Scan the listing below. Copy each line that contains "TaskPatch".

● Data to examine
--- START ---

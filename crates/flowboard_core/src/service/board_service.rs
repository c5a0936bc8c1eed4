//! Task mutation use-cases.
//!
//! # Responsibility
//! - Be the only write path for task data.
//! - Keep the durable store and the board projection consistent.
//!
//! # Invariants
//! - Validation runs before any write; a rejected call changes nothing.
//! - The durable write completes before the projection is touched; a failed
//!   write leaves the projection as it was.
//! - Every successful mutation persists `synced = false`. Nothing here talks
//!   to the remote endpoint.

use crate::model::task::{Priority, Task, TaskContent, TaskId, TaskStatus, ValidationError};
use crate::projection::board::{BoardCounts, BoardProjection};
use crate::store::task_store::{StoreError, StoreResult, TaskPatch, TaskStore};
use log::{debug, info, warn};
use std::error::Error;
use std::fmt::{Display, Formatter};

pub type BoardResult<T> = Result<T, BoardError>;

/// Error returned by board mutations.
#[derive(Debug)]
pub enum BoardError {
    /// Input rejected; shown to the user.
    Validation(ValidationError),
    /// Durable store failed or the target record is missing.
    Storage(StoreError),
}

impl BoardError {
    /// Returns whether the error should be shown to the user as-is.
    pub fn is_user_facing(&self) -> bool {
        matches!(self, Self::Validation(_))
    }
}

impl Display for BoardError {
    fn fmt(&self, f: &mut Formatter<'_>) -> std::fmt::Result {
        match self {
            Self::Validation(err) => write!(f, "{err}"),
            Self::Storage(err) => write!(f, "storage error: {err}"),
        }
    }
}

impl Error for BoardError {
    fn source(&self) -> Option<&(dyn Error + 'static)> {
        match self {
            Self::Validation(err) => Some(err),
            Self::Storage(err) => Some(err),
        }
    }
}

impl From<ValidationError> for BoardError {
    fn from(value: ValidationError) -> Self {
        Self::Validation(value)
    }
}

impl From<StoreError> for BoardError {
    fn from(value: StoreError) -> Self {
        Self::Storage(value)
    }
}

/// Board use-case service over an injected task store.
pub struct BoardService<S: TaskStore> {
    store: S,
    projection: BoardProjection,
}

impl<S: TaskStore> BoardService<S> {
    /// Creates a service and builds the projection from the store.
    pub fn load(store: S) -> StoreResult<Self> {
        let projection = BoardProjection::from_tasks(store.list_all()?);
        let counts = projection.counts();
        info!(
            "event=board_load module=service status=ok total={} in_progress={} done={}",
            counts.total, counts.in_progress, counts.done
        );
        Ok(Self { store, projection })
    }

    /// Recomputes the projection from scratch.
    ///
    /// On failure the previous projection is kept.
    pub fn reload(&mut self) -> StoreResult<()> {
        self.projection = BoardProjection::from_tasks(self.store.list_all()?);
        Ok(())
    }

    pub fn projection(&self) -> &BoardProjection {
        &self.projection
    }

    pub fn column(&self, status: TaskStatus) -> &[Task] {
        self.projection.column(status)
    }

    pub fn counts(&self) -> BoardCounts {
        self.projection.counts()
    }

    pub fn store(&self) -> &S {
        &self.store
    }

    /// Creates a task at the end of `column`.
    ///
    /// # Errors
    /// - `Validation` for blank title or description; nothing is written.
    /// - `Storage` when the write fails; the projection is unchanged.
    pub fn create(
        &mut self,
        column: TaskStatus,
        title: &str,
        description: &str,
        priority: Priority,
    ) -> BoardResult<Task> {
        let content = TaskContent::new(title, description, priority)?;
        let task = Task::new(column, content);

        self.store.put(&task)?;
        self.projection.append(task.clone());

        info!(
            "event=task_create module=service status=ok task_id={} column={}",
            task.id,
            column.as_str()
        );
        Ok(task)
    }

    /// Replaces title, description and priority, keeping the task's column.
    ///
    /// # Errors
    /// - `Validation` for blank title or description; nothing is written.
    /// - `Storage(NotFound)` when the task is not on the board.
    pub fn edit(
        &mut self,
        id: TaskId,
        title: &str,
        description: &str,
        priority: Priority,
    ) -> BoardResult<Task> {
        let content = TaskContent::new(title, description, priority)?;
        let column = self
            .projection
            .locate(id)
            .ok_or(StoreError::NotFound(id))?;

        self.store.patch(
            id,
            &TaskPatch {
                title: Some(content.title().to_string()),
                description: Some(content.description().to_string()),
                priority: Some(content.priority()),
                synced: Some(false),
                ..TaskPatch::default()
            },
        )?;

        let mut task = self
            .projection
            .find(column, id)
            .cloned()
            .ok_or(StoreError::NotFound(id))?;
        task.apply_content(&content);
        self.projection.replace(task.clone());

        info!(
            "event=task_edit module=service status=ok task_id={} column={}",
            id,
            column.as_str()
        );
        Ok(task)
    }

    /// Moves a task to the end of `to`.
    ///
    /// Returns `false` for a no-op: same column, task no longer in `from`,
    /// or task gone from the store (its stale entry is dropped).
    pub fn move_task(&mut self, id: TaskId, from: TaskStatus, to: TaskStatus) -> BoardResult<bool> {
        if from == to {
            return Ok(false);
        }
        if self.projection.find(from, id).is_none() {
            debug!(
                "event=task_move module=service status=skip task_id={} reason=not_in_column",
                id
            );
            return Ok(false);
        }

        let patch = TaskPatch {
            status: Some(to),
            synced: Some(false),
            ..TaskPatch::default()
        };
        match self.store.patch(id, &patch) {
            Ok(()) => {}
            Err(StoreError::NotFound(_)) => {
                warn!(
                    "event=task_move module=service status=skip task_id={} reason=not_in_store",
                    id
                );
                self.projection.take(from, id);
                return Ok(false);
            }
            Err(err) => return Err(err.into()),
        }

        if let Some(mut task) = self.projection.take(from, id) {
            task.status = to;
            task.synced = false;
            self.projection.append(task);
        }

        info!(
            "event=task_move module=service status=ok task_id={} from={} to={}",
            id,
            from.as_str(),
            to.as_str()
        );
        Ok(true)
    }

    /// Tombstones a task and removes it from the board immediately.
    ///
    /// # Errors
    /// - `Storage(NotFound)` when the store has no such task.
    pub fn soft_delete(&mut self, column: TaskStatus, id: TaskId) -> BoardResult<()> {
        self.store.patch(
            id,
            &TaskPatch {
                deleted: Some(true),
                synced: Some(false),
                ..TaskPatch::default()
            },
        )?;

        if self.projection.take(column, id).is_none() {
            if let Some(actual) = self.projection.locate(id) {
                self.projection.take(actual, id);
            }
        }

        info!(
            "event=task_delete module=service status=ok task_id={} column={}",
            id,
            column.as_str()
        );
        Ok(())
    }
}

--- END ---
--- START ---

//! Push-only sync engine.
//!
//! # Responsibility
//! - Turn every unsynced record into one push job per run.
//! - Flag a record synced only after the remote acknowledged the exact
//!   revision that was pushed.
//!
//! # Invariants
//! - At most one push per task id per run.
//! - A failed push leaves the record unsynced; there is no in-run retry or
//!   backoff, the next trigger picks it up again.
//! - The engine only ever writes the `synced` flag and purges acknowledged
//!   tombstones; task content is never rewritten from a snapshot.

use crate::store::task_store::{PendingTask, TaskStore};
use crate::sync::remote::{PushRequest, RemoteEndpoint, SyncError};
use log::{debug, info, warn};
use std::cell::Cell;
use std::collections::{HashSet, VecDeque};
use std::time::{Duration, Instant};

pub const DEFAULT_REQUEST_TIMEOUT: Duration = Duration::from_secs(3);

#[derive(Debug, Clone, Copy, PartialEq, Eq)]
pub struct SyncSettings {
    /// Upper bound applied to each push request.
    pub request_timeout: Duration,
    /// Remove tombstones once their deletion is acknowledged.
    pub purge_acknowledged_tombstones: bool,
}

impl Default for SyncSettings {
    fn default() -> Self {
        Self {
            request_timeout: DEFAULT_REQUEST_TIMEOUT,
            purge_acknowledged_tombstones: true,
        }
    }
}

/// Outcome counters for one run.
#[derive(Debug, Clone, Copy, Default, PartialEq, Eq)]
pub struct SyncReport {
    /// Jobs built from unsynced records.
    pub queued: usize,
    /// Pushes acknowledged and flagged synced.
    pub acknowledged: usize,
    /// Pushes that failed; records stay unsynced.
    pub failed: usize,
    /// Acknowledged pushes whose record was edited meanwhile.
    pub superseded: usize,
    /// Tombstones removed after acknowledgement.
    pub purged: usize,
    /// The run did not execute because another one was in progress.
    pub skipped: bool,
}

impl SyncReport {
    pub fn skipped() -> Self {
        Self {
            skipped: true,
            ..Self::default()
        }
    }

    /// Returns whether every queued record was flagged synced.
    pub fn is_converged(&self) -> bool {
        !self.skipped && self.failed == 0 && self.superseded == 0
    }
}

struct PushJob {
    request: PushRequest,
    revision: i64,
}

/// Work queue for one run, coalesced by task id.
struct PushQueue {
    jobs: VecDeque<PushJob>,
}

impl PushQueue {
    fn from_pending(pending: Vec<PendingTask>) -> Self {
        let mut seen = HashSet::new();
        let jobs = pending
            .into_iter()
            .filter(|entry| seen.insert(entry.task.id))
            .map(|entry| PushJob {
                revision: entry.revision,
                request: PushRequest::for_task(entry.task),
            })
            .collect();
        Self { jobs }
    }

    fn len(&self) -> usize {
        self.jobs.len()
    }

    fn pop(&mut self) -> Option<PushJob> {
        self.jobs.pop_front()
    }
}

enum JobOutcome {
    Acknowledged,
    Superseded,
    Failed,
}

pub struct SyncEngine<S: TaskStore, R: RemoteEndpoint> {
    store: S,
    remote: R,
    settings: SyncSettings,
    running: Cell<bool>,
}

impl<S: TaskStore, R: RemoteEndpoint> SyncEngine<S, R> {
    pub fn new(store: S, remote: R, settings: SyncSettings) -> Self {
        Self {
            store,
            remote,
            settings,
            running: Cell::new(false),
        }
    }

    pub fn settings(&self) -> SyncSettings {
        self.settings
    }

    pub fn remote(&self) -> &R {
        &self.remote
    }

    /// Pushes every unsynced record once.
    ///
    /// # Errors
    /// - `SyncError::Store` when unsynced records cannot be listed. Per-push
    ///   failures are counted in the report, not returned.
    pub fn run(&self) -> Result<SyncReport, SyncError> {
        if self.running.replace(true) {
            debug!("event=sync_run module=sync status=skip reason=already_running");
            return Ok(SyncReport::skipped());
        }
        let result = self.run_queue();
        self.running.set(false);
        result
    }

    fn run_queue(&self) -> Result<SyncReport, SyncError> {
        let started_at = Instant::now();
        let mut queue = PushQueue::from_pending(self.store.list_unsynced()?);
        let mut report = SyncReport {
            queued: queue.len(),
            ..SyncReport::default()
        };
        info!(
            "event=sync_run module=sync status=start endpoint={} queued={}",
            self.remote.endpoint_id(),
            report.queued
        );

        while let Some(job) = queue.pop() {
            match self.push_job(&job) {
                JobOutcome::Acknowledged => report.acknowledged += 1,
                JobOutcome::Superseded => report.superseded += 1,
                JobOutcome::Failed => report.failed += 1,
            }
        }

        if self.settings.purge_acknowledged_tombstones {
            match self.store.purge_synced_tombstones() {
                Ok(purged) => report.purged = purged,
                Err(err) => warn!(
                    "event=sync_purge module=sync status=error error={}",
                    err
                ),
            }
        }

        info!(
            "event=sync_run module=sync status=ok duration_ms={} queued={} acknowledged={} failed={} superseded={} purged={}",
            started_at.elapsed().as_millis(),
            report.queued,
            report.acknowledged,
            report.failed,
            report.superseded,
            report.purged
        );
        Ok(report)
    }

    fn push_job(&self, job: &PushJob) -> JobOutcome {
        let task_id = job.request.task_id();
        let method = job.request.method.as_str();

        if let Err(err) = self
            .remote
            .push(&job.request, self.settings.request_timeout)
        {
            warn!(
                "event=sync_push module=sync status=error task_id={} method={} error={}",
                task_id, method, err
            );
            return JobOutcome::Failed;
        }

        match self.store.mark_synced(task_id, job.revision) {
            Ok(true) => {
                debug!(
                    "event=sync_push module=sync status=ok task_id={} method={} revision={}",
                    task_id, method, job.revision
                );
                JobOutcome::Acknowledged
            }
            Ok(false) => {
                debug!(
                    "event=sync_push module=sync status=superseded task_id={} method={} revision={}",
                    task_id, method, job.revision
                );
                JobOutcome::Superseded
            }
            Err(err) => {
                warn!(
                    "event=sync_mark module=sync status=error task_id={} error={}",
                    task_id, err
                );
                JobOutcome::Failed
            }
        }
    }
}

--- END ---

● Output below
use crate::store::task_store::{StoreError, StoreResult, TaskPatch, TaskStore};
            &TaskPatch {
                ..TaskPatch::default()
        let patch = TaskPatch {
            ..TaskPatch::default()
            &TaskPatch {
                ..TaskPatch::default()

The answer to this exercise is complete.